Wednesday, May 28, 2014

SYLO

Something strange is afoot in Maine. Authors like to set scary, creepy, oh-my-gosh-did-that-just-happen? stories in Maine. Okay, so mostly I'm talking Stephen King and Joe Hill (and they're related, so I don't know how much of a statistical sample that is). But, are we freaking people out about Maine because it's a really awesome place and residents don't want it to turn into Disneyland 3.0, or is it, in actuality, a freakishly scary place?

I don't know, but I'm tempted to take a vacation there and find out for myself. 

Much of the tension in SYLO revolves around isolation--specifically, the isolation of the residents of Pemberwick Island, a small vacation spot five miles off the coast of Portland, Maine. It's scary to be lost in the woods, but it's even scarier when the woods are on an island and someone is hunting you.

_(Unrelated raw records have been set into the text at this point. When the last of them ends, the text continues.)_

use super::*;

#[test]
fn parses_known_keys_and_obj_suffix() {
    assert_eq!(StyleKey::parse("font").unwrap(), (StyleKey::Font, false));
    assert_eq!(
        StyleKey::parse("fillStyleObj").unwrap(),
        (StyleKey::FillStyle, true)
    );
}

#[test]
fn rejects_unknown_keys() {
    for bad in ["colour", "fill", "Obj", "fontObjObj", "radius"] {
        let err = StyleKey::parse(bad).unwrap_err();
        assert!(
            matches!(err, LiveCanvasError::MalformedStyleKey(ref k) if k == bad),
            "{bad}"
        );
    }
}

#[test]
fn values_encode_for_the_surface() {
    assert_eq!(StyleValue::from(2.0).encode(), "2");
    assert_eq!(StyleValue::from(0.5).encode(), "0.5");
    assert_eq!(StyleValue::from("it's").encode(), "'it\\'s'");
    assert_eq!(StyleValue::object("grad1").encode(), "grad1");
}

#[test]
fn rgba_decodes_and_attenuates() {
    let c = Rgba::decode(" rgba(100, 200, 50, 1) ");
    assert_eq!(c, Rgba::new(100.0, 200.0, 50.0, 1.0));
    let glow = c.attenuate([0.5, 0.5, 0.5, 0.25]);
    assert_eq!(glow.to_string(), "rgba(50, 100, 25, 0.25)");
}

#[test]
fn non_rgba_colors_decode_transparent() {
    assert_eq!(Rgba::decode("red"), Rgba::TRANSPARENT);
    assert_eq!(Rgba::decode("rgba(1, 2, x, 4)"), Rgba::TRANSPARENT);
    assert_eq!(Rgba::decode("rgba(1, 2, 3)"), Rgba::TRANSPARENT);
}
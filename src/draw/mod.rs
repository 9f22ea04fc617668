//! Drawing command batches and the surfaces they are sent to.

/// Ordered drawing commands encoded into one payload.
pub mod batch;
/// Style keys, values, and colors.
pub mod style;
/// Remote surface boundary plus an in-memory recording surface.
pub mod transport;
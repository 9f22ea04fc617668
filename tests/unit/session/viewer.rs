use super::*;
use crate::control::executor::InlineExecutor;
use crate::control::controller::ControllerConfig;
use crate::data::dataset::Dataset;
use crate::data::renderer::{LayerRenderer, OptionValue, RendererOption};
use crate::data::source::DataSource;
use crate::draw::transport::{PointerState, RecordingTransport};
use kurbo::{Point, Size};

struct Dots {
    subscriptions: Vec<String>,
}

impl LayerRenderer for Dots {
    fn name(&self) -> &str {
        "dots"
    }

    fn subscriptions(&self) -> &[String] {
        &self.subscriptions
    }

    fn options(&self) -> Vec<RendererOption> {
        vec![RendererOption::flag("show_dots", "Dots", true)]
    }

    fn layer_init(&mut self, scene: &mut Scene, parent: NodeId, view: &Dataset) -> anyhow::Result<()> {
        for (id, _) in view.iter() {
            let x = view.number(id, "x").unwrap_or_default();
            let y = view.number(id, "y").unwrap_or_default();
            scene.add_child(
                parent,
                RenderObject::circle(id, x, y, 10.0)
                    .with_layer("dots")
                    .with_row(id),
            )?;
        }
        Ok(())
    }

    fn render(
        &mut self,
        scene: &mut Scene,
        parent: NodeId,
        _view: &Dataset,
        options: &OptionValues,
    ) -> anyhow::Result<()> {
        let show = options.flag("show_dots");
        for id in scene.children(parent).to_vec() {
            scene.get_mut(id)?.props.visible = show;
        }
        Ok(())
    }

    fn tooltip(&self, view: &Dataset, row_id: Option<&str>) -> anyhow::Result<String> {
        let Some(id) = row_id else {
            return Ok(String::new());
        };
        Ok(format!("{id} at {}", view.number(id, "x").unwrap_or_default()))
    }
}

fn controller() -> Controller {
    let mut c = Controller::with_executor(ControllerConfig::default(), Box::new(InlineExecutor))
        .unwrap();
    let mut coords = Dataset::new();
    coords.set("P1", "x", 100.0);
    coords.set("P1", "y", 100.0);
    c.register_source(DataSource::manual("data_coords", coords))
        .unwrap();
    c.register_renderer(Box::new(Dots {
        subscriptions: vec!["data_coords".to_string()],
    }))
    .unwrap();
    c
}

fn ready_viewer(c: &mut Controller) -> (Viewer, RecordingTransport) {
    let transport = RecordingTransport::new(Size::new(400.0, 300.0));
    let mut viewer =
        Viewer::new("v1", ViewerConfig::default(), Box::new(transport.clone())).unwrap();
    viewer.on_ready(c).unwrap();
    (viewer, transport)
}

fn rest_pointer_at(transport: &RecordingTransport, x: f64, y: f64, elapsed_ms: f64) {
    transport
        .set_pointer(Some(PointerState {
            world: Point::new(x, y),
            page: Point::new(x + 5.0, y + 5.0),
            elapsed_ms,
        }))
        .unwrap();
}

#[test]
fn on_ready_builds_stage_and_default_options() {
    let mut c = controller();
    let (viewer, _) = ready_viewer(&mut c);

    let scene = viewer.scene().unwrap();
    let layers = viewer.layers().unwrap();
    assert_eq!(scene.parent(layers), Some(scene.root()));
    assert_eq!(scene.children(layers).len(), 1);
    assert!(!scene.get(scene.root()).unwrap().props.clickable);
    assert_eq!(
        viewer.options().get("show_dots"),
        Some(&OptionValue::Bool(true))
    );
}

#[test]
fn refresh_clears_then_flips_one_payload() {
    let mut c = controller();
    let (mut viewer, transport) = ready_viewer(&mut c);
    viewer.refresh(&mut c, 0.0).unwrap();

    let payloads = transport.payloads().unwrap();
    assert_eq!(payloads.len(), 1);
    let lines: Vec<&str> = payloads[0].lines().collect();
    assert_eq!(lines[0], "ctx_drawing.fillStyle = 'white';");
    assert_eq!(lines[1], "clear(ctx_drawing);");
    assert!(lines.contains(&"draw_ellipse(ctx_drawing,100,100,10,10,0,0,6.283185307179586,false);"));
    assert_eq!(lines.last(), Some(&"flip(ctx_drawing.canvas, ctx_display);"));
}

#[test]
fn options_drive_layer_render() {
    let mut c = controller();
    let (mut viewer, transport) = ready_viewer(&mut c);
    let mut opts = OptionValues::new();
    opts.set("show_dots", OptionValue::Bool(false));
    viewer.set_options(opts);
    viewer.refresh(&mut c, 0.0).unwrap();

    let payload = &transport.payloads().unwrap()[0];
    assert!(!payload.contains("draw_ellipse"));
}

#[test]
fn hover_waits_for_rest_then_shows_tooltip() {
    let mut c = controller();
    let (mut viewer, transport) = ready_viewer(&mut c);

    assert_eq!(viewer.check_hover(&c, 0.0).unwrap(), None);

    rest_pointer_at(&transport, 102.0, 100.0, 100.0);
    assert_eq!(viewer.check_hover(&c, 0.0).unwrap(), None);

    rest_pointer_at(&transport, 102.0, 100.0, 800.0);
    assert_eq!(
        viewer.check_hover(&c, 0.0).unwrap().as_deref(),
        Some("P1 at 100")
    );
    let shown = transport
        .last_presented(|p| matches!(p, Panel::Tooltip { .. }))
        .unwrap();
    assert_eq!(shown, Some(Some("P1 at 100".to_string())));

    rest_pointer_at(&transport, 300.0, 200.0, 800.0);
    assert_eq!(viewer.check_hover(&c, 0.0).unwrap(), None);
    let hidden = transport
        .last_presented(|p| matches!(p, Panel::Tooltip { .. }))
        .unwrap();
    assert_eq!(hidden, Some(None));
}

#[test]
fn primary_click_selects_and_shows_properties() {
    let mut c = controller();
    let (mut viewer, transport) = ready_viewer(&mut c);
    rest_pointer_at(&transport, 95.0, 95.0, 0.0);

    viewer.on_pointer_up(&c, 2, 0.0).unwrap();
    assert!(viewer.selection().is_none());

    viewer.on_pointer_up(&c, 0, 0.0).unwrap();
    let sel = viewer.selection().unwrap();
    assert_eq!(sel.row_id.as_deref(), Some("P1"));
    let props = transport
        .last_presented(|p| *p == Panel::Properties)
        .unwrap();
    assert_eq!(props, Some(Some("P1 at 100".to_string())));
}

#[test]
fn status_panel_lists_sources() {
    let mut c = controller();
    let (mut viewer, transport) = ready_viewer(&mut c);
    viewer.refresh_status(&c, 10.0).unwrap();
    let status = transport
        .last_presented(|p| *p == Panel::SourceStatus)
        .unwrap();
    assert_eq!(status, Some(Some("data_coords: never fetched".to_string())));
}

#[test]
fn background_image_is_declared_once_ready() {
    let mut c = controller();
    let transport = RecordingTransport::new(Size::new(10.0, 10.0));
    let config = ViewerConfig {
        background_image: Some("/static/plan.png".to_string()),
        ..ViewerConfig::default()
    };
    let mut viewer = Viewer::new("v", config, Box::new(transport.clone())).unwrap();
    viewer.on_ready(&mut c).unwrap();

    let payloads = transport.payloads().unwrap();
    assert!(payloads[0].starts_with("img_background = new Image(100, 100);\nimg_background.src = '/static/plan.png';"));
    viewer.refresh(&mut c, 0.0).unwrap();
    let frame = transport.payloads().unwrap().pop().unwrap();
    assert!(frame.contains("draw_image(ctx_drawing,img_background,0,0,10,10,'opacity(0.2)');"));
}

#[test]
fn invalid_config_is_rejected() {
    let config = ViewerConfig {
        working_surface: String::new(),
        ..ViewerConfig::default()
    };
    let transport = RecordingTransport::new(Size::new(1.0, 1.0));
    assert!(matches!(
        Viewer::new("v", config, Box::new(transport)),
        Err(LiveCanvasError::Config(_))
    ));
}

This is actually a pretty solid middle-grade action-adventure book. it's a bit like a summer blockbuster: many big booms, many car chases, hot girls, escapes, captures, more escapes, and maybe even some aliens. So help me, I love movies in which things explode (and I really loathe romantic comedies), so I'm probably the right reader for SYLO. I can definitely see myself recommending this to kids who like superhero books: it's zippy and also addresses that age-old superhero qusetion: how much are you willing to risk to save the world?

The hero of SYLO is fourteen-year-old high school freshman Tucker Pierce (whom I kept calling Tucker Max in my mind, a neural glitch for which I sincerely apologize to young Tucker-of-the-book). He's pretty laid back. Likes the quiet life on Pemberwick Island as opposed to city life--he and his family moved to Pemberwick a few years ago when Tucker's dad lost his job. Tucker's best friend Quinn, however, wants more from life. He wants to get off the island and change the world. 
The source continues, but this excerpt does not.